Deze leden vragen verder waarom een ruimere toepassing van cassatie in het belang der wet op zichzelf niet voldoende kan zijn om tot verbeteringen te komen en te voorzien in adequate beantwoording van belangrijke rechtsvragen.

Een ruimere toepassing van cassatie in het belang der wet voorziet in bepaalde gevallen zeker ook in de behoefte aan beantwoording van belangrijke rechtsvragen. Een fraai voorbeeld is de recente uitspraak van de Hoge Raad in een cassatie in het belang der wet, waarin antwoord is gegeven op de vraag of de verkoper van een tot woning bestemde onroerende zaak gebonden is aan een mondelinge koopovereenkomst gesloten met een particuliere koper (art. 7:2 BW).

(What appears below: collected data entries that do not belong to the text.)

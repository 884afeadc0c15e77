use std::path::{Path, PathBuf};
use std::time::Duration;

use crate::config::Configuration;
use crate::runner;

/// Fast-mode toggle understood by the differential harness.
pub const ENV_DIFF_FAST: &str = "SECASY_DIFF_FAST";
/// Fast-mode toggle understood by the extended-security harness.
pub const ENV_EXT_FAST: &str = "SECASY_EXT_FAST";

pub const DIFFERENTIAL_EXE: &str = "SecasyDifferential.exe";
pub const EXTENDED_EXE: &str = "SecasyExtendedSecurity.exe";

/// Parameters of one extended-security run on top of the configuration.
#[derive(Debug, Clone, Copy, PartialEq, Eq)]
pub struct ExtendedRequest {
    pub trials: u32,
    pub seed: i64,
    /// Enable the harness's fast mode. When false the inherited environment is left alone.
    pub fast: bool,
}

/// The two test harnesses, as seen by the sweep.
///
/// Both calls return the raw combined output of one run. A run that hit its
/// time limit carries [`runner::TIMEOUT_SENTINEL`].
pub trait Harness {
    fn differential(&self, config: &Configuration) -> String;
    fn extended(&self, config: &Configuration, request: &ExtendedRequest) -> String;
}

/// Locations of the two harness executables.
#[derive(Debug, Clone, PartialEq, Eq)]
pub struct HarnessPaths {
    pub differential: PathBuf,
    pub extended: PathBuf,
}

impl HarnessPaths {
    /// Default executable names inside a build directory.
    pub fn in_build_dir(build_dir: &Path) -> Self {
        HarnessPaths {
            differential: build_dir.join(DIFFERENTIAL_EXE),
            extended: build_dir.join(EXTENDED_EXE),
        }
    }

    /// Executables that do not exist on disk.
    pub fn missing(&self) -> Vec<&Path> {
        [self.differential.as_path(), self.extended.as_path()]
            .into_iter()
            .filter(|p| !p.exists())
            .collect()
    }
}

/// Positional arguments of the differential harness: prime index, rounds, bits.
pub fn differential_args(config: &Configuration) -> Vec<String> {
    vec![
        config.prime_index.to_string(),
        config.rounds.to_string(),
        config.number_of_bits.to_string(),
    ]
}

pub fn extended_args(config: &Configuration, request: &ExtendedRequest) -> Vec<String> {
    vec![
        "-t".to_string(),
        request.trials.to_string(),
        "-r".to_string(),
        config.rounds.to_string(),
        "-i".to_string(),
        config.prime_index.to_string(),
        "-n".to_string(),
        config.number_of_bits.to_string(),
        "-s".to_string(),
        request.seed.to_string(),
    ]
}

/// Runs the harnesses as external processes through [`runner::run_command`].
#[derive(Debug, Clone)]
pub struct ProcessHarness {
    pub paths: HarnessPaths,
    /// Working directory of every harness process.
    pub root: PathBuf,
    pub timeout: Duration,
}

impl ProcessHarness {
    pub fn new(paths: HarnessPaths, root: PathBuf, timeout: Duration) -> Self {
        ProcessHarness {
            paths,
            root,
            timeout,
        }
    }
}

impl Harness for ProcessHarness {
    fn differential(&self, config: &Configuration) -> String {
        runner::run_command(
            &self.paths.differential,
            &differential_args(config),
            &self.root,
            self.timeout,
            &[(ENV_DIFF_FAST, "1")],
        )
    }

    fn extended(&self, config: &Configuration, request: &ExtendedRequest) -> String {
        let fast_env = [(ENV_EXT_FAST, "1")];
        let env: &[(&str, &str)] = if request.fast { &fast_env } else { &[] };
        runner::run_command(
            &self.paths.extended,
            &extended_args(config, request),
            &self.root,
            self.timeout,
            env,
        )
    }
}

Zie HR 9 december 2011, LJN: BU7412. Gemeenschappelijk is dat beide instrumenten ertoe leiden dat de mogelijkheid om zaken waarbij er een maatschappelijke behoefte bestaat aan een richtinggevende uitspraak van de Hoge Raad, maar die de Hoge Raad niet of niet tijdig bereiken, nu wel (tijdig) aan de Hoge Raad kunnen worden voorgelegd. Cassatie in het belang der wet kan echter alleen worden ingesteld als voor partijen geen rechtsmiddel (meer) openstaat. Het kan ook geen nadeel toebrengen aan de rechten door partijen verkregen zijn (art. 78, zesde lid, RO). Het heeft dus geen rechtsgevolgen voor de betrokken partijen, terwijl dat juist wel de bedoeling is bij de beantwoording aan een prejudiciële vraag. Een hiermee samenhangend verschil is dat met de prejudiciële procedure een rechtsvraag (doorgaans) in een eerder stadium ter beantwoording aan de Hoge Raad kan worden voorgelegd. Voorts is een verschil dat aan de mogelijkheid prejudiciële vragen te stellen, vooral tijdens de behandeling van het (feitelijke) geding behoefte kan blijken te bestaan. Het heeft ten opzichte van cassatie in het belang der wet ook het voordeel dat partijen en onder omstandigheden ook anderen aan de Hoge Raad een standpunt kenbaar kunnen maken. Bij cassatie in belang der wet is de Hoge Raad voor zijn informatie voornamelijk afhankelijk van het parket.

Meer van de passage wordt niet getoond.